Extracted data:

use std::io::Write;
use std::process::ExitCode;

use clap::Parser;
use dotenv::dotenv;
use tokio_util::sync::CancellationToken;
use tracing::{info, warn};
use tracing_subscriber::EnvFilter;

use job_index::cli::{execute, log_failure, LogFormat};
use job_index::{Cli, Dependencies, IndexingError, Settings};

fn init_tracing(format: LogFormat) {
    let filter = EnvFilter::try_from_default_env().unwrap_or_else(|_| EnvFilter::new("info"));

    match format {
        LogFormat::Json => tracing_subscriber::fmt()
            .json()
            .with_env_filter(filter)
            .with_writer(std::io::stderr)
            .init(),
        LogFormat::Text => tracing_subscriber::fmt()
            .with_env_filter(filter)
            .with_writer(std::io::stderr)
            .init(),
    }
}

/// First Ctrl-C cancels at the next batch boundary; a second one exits
/// immediately.
async fn watch_interrupts(cancel: CancellationToken) {
    if tokio::signal::ctrl_c().await.is_err() {
        return;
    }
    warn!("Received interrupt, stopping after the current batch");
    cancel.cancel();

    if tokio::signal::ctrl_c().await.is_ok() {
        warn!("Received second interrupt, exiting");
        std::process::exit(130);
    }
}

async fn run(cli: &Cli) -> Result<(), IndexingError> {
    let settings = cli.apply_overrides(Settings::from_env()?);
    let deps = Dependencies::new(&settings).await?;
    tokio::spawn(watch_interrupts(deps.cancel.clone()));

    // Logs go to stderr; stdout carries only the JSON result.
    let mut output = Vec::new();
    execute(&cli.command, &deps, &mut output).await?;
    std::io::stdout().write_all(&output)?;
    Ok(())
}

#[tokio::main]
async fn main() -> ExitCode {
    dotenv().ok();
    let cli = Cli::parse();
    init_tracing(cli.log_format);

    info!(command = ?cli.command, "Starting job index");

    match run(&cli).await {
        Ok(()) => ExitCode::SUCCESS,
        Err(e) => {
            log_failure(&e);
            ExitCode::FAILURE
        }
    }
}
//! Search error types.
//!
//! This module defines the error types that can occur during search operations.

use thiserror::Error;

/// Errors that can occur during search engine operations.
#[derive(Error, Debug, Clone)]
pub enum SearchError {
    /// Failed to establish connection to the search engine.
    #[error("Connection error: {0}")]
    ConnectionError(String),

    /// Search query execution failed.
    #[error("Query error: {0}")]
    QueryError(String),

    /// Failed to index a single document.
    #[error("Index error: {0}")]
    IndexError(String),

    /// Bulk indexing operation had failures.
    #[error("Bulk index error: {0}")]
    BulkIndexError(String),

    /// Failed to delete a document.
    #[error("Delete error: {0}")]
    DeleteError(String),

    /// Failed to create the search index.
    #[error("Index creation error: {0}")]
    IndexCreationError(String),

    /// Failed to parse response from search engine.
    #[error("Parse error: {0}")]
    ParseError(String),

    /// Failed to serialize data for the search engine.
    #[error("Serialization error: {0}")]
    SerializationError(String),

    /// Batch size exceeds configured maximum.
    #[error("Batch size {provided} exceeds maximum {max}")]
    BatchSizeExceeded { provided: usize, max: usize },
}

impl SearchError {
    /// Create a connection error.
    pub fn connection(msg: impl Into<String>) -> Self {
        Self::ConnectionError(msg.into())
    }

    /// Create a query error.
    pub fn query(msg: impl Into<String>) -> Self {
        Self::QueryError(msg.into())
    }

    /// Create an index error.
    pub fn index(msg: impl Into<String>) -> Self {
        Self::IndexError(msg.into())
    }

    /// Create a bulk index error.
    pub fn bulk_index(msg: impl Into<String>) -> Self {
        Self::BulkIndexError(msg.into())
    }

    /// Create a delete error.
    pub fn delete(msg: impl Into<String>) -> Self {
        Self::DeleteError(msg.into())
    }

    /// Create an index creation error.
    pub fn index_creation(msg: impl Into<String>) -> Self {
        Self::IndexCreationError(msg.into())
    }

    /// Create a parse error.
    pub fn parse(msg: impl Into<String>) -> Self {
        Self::ParseError(msg.into())
    }

    /// Create a serialization error.
    pub fn serialization(msg: impl Into<String>) -> Self {
        Self::SerializationError(msg.into())
    }

    /// Create a batch size exceeded error.
    pub fn batch_size_exceeded(provided: usize, max: usize) -> Self {
        Self::BatchSizeExceeded { provided, max }
    }

    /// Whether retrying the same request may succeed (connection drops,
    /// throttling, overloaded or timed out nodes).
    pub fn is_transient(&self) -> bool {
        match self {
            SearchError::ConnectionError(_) => true,
            SearchError::BulkIndexError(msg)
            | SearchError::IndexError(msg)
            | SearchError::DeleteError(msg) => {
                let msg_lower = msg.to_lowercase();
                msg_lower.contains("rate limit")
                    || msg_lower.contains("timeout")
                    || msg_lower.contains("timed out")
                    || msg_lower.contains("connection")
                    || msg_lower.contains("503")
                    || msg_lower.contains("429")
            }
            _ => false,
        }
    }
}

#[cfg(test)]
mod tests {
    use super::*;

    #[test]
    fn test_transient_errors() {
        assert!(SearchError::connection("refused").is_transient());
        assert!(SearchError::bulk_index("Bulk failed with status 429").is_transient());
        assert!(SearchError::index("request timed out").is_transient());
    }

    #[test]
    fn test_permanent_errors() {
        assert!(!SearchError::bulk_index("mapper_parsing_exception").is_transient());
        assert!(!SearchError::query("bad query").is_transient());
        assert!(!SearchError::batch_size_exceeded(10, 5).is_transient());
    }
}
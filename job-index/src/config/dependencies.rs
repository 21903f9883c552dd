//! Dependency initialization and wiring for the job index.

use std::sync::Arc;
use tokio_util::sync::CancellationToken;
use tracing::info;

use crate::config::Settings;
use crate::IndexingError;
use job_index_pipeline::{JobService, Orchestrator, OrchestratorConfig, ReaderConfig};
use job_index_repository::{
    IndexConfig, JobIndexClient, OpenSearchClient, SearchEngineClient, SearchIndexConfig,
};
use job_index_store::{JobStore, SqliteJobStore, StoreConfig};

/// Container for all initialized dependencies.
pub struct Dependencies {
    pub store: Arc<dyn JobStore>,
    pub index: Arc<JobIndexClient>,
    /// Bulk ingestion and index rebuilds.
    pub orchestrator: Orchestrator,
    /// Single-job reads and writes with index write-through.
    pub service: JobService,
    /// Cancelling stops ingestion and rebuilds at the next batch boundary.
    pub cancel: CancellationToken,
}

impl Dependencies {
    /// Connect to OpenSearch and the relational store described by `settings`.
    ///
    /// # Returns
    ///
    /// * `Ok(Dependencies)` - Initialized dependencies
    /// * `Err(IndexingError)` - If a backend cannot be reached
    pub async fn new(settings: &Settings) -> Result<Self, IndexingError> {
        info!(
            opensearch_url = %settings.opensearch_url,
            index = %settings.index_name,
            database_url = %settings.database_url,
            batch_size = settings.batch_size,
            row_error_policy = %settings.row_error_policy,
            "Initializing dependencies"
        );

        let search_client = OpenSearchClient::new(
            &settings.opensearch_url,
            IndexConfig::new(settings.index_name.clone()),
            settings.opensearch_credentials.clone(),
        )
        .await
        .map_err(|e| IndexingError::config(format!("Failed to create OpenSearch client: {}", e)))?;

        let healthy = search_client
            .health_check()
            .await
            .map_err(|e| IndexingError::config(format!("OpenSearch health check failed: {}", e)))?;

        if !healthy {
            return Err(IndexingError::config("OpenSearch cluster is unhealthy"));
        }

        info!("OpenSearch connection verified");

        let store = SqliteJobStore::connect(&StoreConfig::new(settings.database_url.clone())).await?;

        Ok(Self::from_parts(Arc::new(store), Arc::new(search_client), settings))
    }

    /// Wire already-constructed backends together.
    pub fn from_parts(
        store: Arc<dyn JobStore>,
        engine: Arc<dyn SearchEngineClient>,
        settings: &Settings,
    ) -> Self {
        let index_config = SearchIndexConfig::for_batch_size(settings.batch_size);
        let index = Arc::new(JobIndexClient::with_config(engine, index_config));

        let orchestrator_config = OrchestratorConfig {
            reader: ReaderConfig {
                policy: settings.row_error_policy,
                ..ReaderConfig::default()
            },
            ..OrchestratorConfig::default()
        }
        .with_batch_size(settings.batch_size);

        let cancel = CancellationToken::new();
        let orchestrator =
            Orchestrator::with_config(store.clone(), index.clone(), orchestrator_config)
                .with_cancellation(cancel.clone());
        let service = JobService::new(store.clone(), index.clone());

        Self {
            store,
            index,
            orchestrator,
            service,
            cancel,
        }
    }
}
impl SqliteJobStore {
    /// Open the database, creating the file if needed, and bootstrap the schema.
    pub async fn connect(config: &StoreConfig) -> Result<Self, StoreError> {
        let options = SqliteConnectOptions::from_str(&config.database_url)?
            .create_if_missing(true)
            .foreign_keys(true);

        let mut pool_options = SqlitePoolOptions::new().max_connections(config.max_connections);
        if config.is_in_memory() {
            // Closing the only connection would drop the database.
            pool_options = pool_options.idle_timeout(None).max_lifetime(None);
        }

        let pool = pool_options.connect_with(options).await?;
        bootstrap(&pool).await?;

        info!(database_url = %config.database_url, "Relational store connected");
        Ok(Self { pool })
    }

    /// Open a bootstrapped in-memory store.
    pub async fn in_memory() -> Result<Self, StoreError> {
        Self::connect(&StoreConfig::in_memory()).await
    }

    pub fn pool(&self) -> &SqlitePool {
        &self.pool
    }

    async fn skills_for_job(
        tx: &mut Transaction<'_, Sqlite>,
        job_id: i64,
    ) -> Result<Vec<Skill>, StoreError> {
        let rows = sqlx::query(
            "SELECT s.id, s.name FROM job_skill js JOIN skill s ON s.id = js.skill_id WHERE js.job_id = ? ORDER BY s.id",
        )
        .bind(job_id)
        .fetch_all(&mut **tx)
        .await?;

        rows.iter().map(skill_from_row).collect()
    }

    async fn load_job(
        tx: &mut Transaction<'_, Sqlite>,
        id: i64,
    ) -> Result<Option<JobWithSkills>, StoreError> {
        let row = sqlx::query(&format!("SELECT {} FROM job WHERE id = ?", JOB_COLUMNS))
            .bind(id)
            .fetch_optional(&mut **tx)
            .await?;

        let job = match row {
            Some(row) => job_from_row(&row)?,
            None => return Ok(None),
        };
        let skills = Self::skills_for_job(tx, id).await?;

        Ok(Some(JobWithSkills { job, skills }))
    }

    async fn link_skills(
        tx: &mut Transaction<'_, Sqlite>,
        job_id: i64,
        skill_ids: &[i64],
    ) -> Result<(), StoreError> {
        let unique: BTreeSet<i64> = skill_ids.iter().copied().collect();
        if unique.is_empty() {
            return Ok(());
        }

        let mut builder: QueryBuilder<Sqlite> =
            QueryBuilder::new("INSERT INTO job_skill (job_id, skill_id) ");
        builder.push_values(unique, |mut row, skill_id| {
            row.push_bind(job_id).push_bind(skill_id);
        });
        builder.push(" ON CONFLICT DO NOTHING");

        builder
            .build()
            .execute(&mut **tx)
            .await
            .map_err(|e| StoreError::from_write(e, "job skill"))?;
        Ok(())
    }
}
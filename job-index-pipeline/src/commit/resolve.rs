//! The commit-then-resolve routine.
//!
//! The store's bulk insert path skips existing rows and does not return
//! generated ids, so ids are learned by re-reading after every batch has
//! been written.

use std::collections::HashMap;
use std::hash::Hash;

use async_trait::async_trait;
use tokio_util::sync::CancellationToken;
use tracing::{debug, warn};

use job_index_shared::{JobKey, NewJob};
use job_index_store::{JobStore, StoreError};

/// A record type that can be bulk-inserted and then resolved to ids by its
/// natural key.
#[async_trait]
pub trait CommitResolve: Send + Sync {
    type Record: Send + Sync;
    type Key: Eq + Hash + Send;

    /// Insert one batch with skip-if-exists semantics.
    ///
    /// Returns the number of rows actually inserted.
    async fn insert_batch(&self, batch: &[Self::Record]) -> Result<u64, StoreError>;

    /// Read back every committed row as a natural key to id map.
    async fn resolve(&self) -> Result<HashMap<Self::Key, i64>, StoreError>;
}

/// Counts for one commit phase.
#[derive(Debug, Clone, Copy, Default, PartialEq, Eq)]
pub struct PhaseCounts {
    /// Records handed to the store.
    pub submitted: usize,
    /// Rows the store actually inserted.
    pub inserted: u64,
    /// Entries in the resolved id map.
    pub resolved: usize,
}

/// Outcome of [`commit_then_resolve`].
#[derive(Debug, Clone)]
pub struct Resolved<K> {
    pub ids: HashMap<K, i64>,
    pub counts: PhaseCounts,
}

/// Why [`commit_then_resolve`] stopped before resolving.
#[derive(Debug)]
pub enum CommitStop {
    /// A batch failed in the store.
    Failed(StoreError),
    /// Cancellation was observed between batches.
    Cancelled { batches_committed: usize },
}

impl From<StoreError> for CommitStop {
    fn from(err: StoreError) -> Self {
        Self::Failed(err)
    }
}

/// Insert `records` in batches of `batch_size`, then resolve all ids.
///
/// A failed batch stops the routine; earlier batches stay committed.
/// `cancel` is checked before each batch, never during one.
pub async fn commit_then_resolve<C>(
    committer: &C,
    records: &[C::Record],
    batch_size: usize,
    cancel: &CancellationToken,
) -> Result<Resolved<C::Key>, CommitStop>
where
    C: CommitResolve + ?Sized,
{
    let mut inserted = 0;

    for (index, batch) in records.chunks(batch_size.max(1)).enumerate() {
        if cancel.is_cancelled() {
            warn!(batches_committed = index, "Cancelled between batches");
            return Err(CommitStop::Cancelled {
                batches_committed: index,
            });
        }
        inserted += committer.insert_batch(batch).await?;
        debug!(batch = index, size = batch.len(), "Committed batch");
    }

    let ids = committer.resolve().await?;

    Ok(Resolved {
        counts: PhaseCounts {
            submitted: records.len(),
            inserted,
            resolved: ids.len(),
        },
        ids,
    })
}

/// Skills keyed by name.
pub struct SkillCommit<'a> {
    store: &'a dyn JobStore,
}

impl<'a> SkillCommit<'a> {
    pub fn new(store: &'a dyn JobStore) -> Self {
        Self { store }
    }
}

#[async_trait]
impl<'a> CommitResolve for SkillCommit<'a> {
    type Record = String;
    type Key = String;

    async fn insert_batch(&self, batch: &[String]) -> Result<u64, StoreError> {
        self.store.insert_skills(batch).await
    }

    async fn resolve(&self) -> Result<HashMap<String, i64>, StoreError> {
        let skills = self.store.find_skills().await?;
        Ok(skills.into_iter().map(|s| (s.name, s.id)).collect())
    }
}

/// Jobs keyed by `(title, company)`.
pub struct JobCommit<'a> {
    store: &'a dyn JobStore,
}

impl<'a> JobCommit<'a> {
    pub fn new(store: &'a dyn JobStore) -> Self {
        Self { store }
    }
}

#[async_trait]
impl<'a> CommitResolve for JobCommit<'a> {
    type Record = NewJob;
    type Key = JobKey;

    async fn insert_batch(&self, batch: &[NewJob]) -> Result<u64, StoreError> {
        self.store.insert_jobs(batch).await
    }

    async fn resolve(&self) -> Result<HashMap<JobKey, i64>, StoreError> {
        let jobs = self.store.find_jobs().await?;
        Ok(jobs.into_iter().map(|j| (j.key(), j.id)).collect())
    }
}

Problem to solve: From the first line of the records above to the line that contains "fn init_tracing(format: LogFormat)", quote each line exactly.

Solution to this exercise:
use std::io::Write;
use std::process::ExitCode;

use clap::Parser;
use dotenv::dotenv;
use tokio_util::sync::CancellationToken;
use tracing::{info, warn};
use tracing_subscriber::EnvFilter;

use job_index::cli::{execute, log_failure, LogFormat};
use job_index::{Cli, Dependencies, IndexingError, Settings};

fn init_tracing(format: LogFormat) {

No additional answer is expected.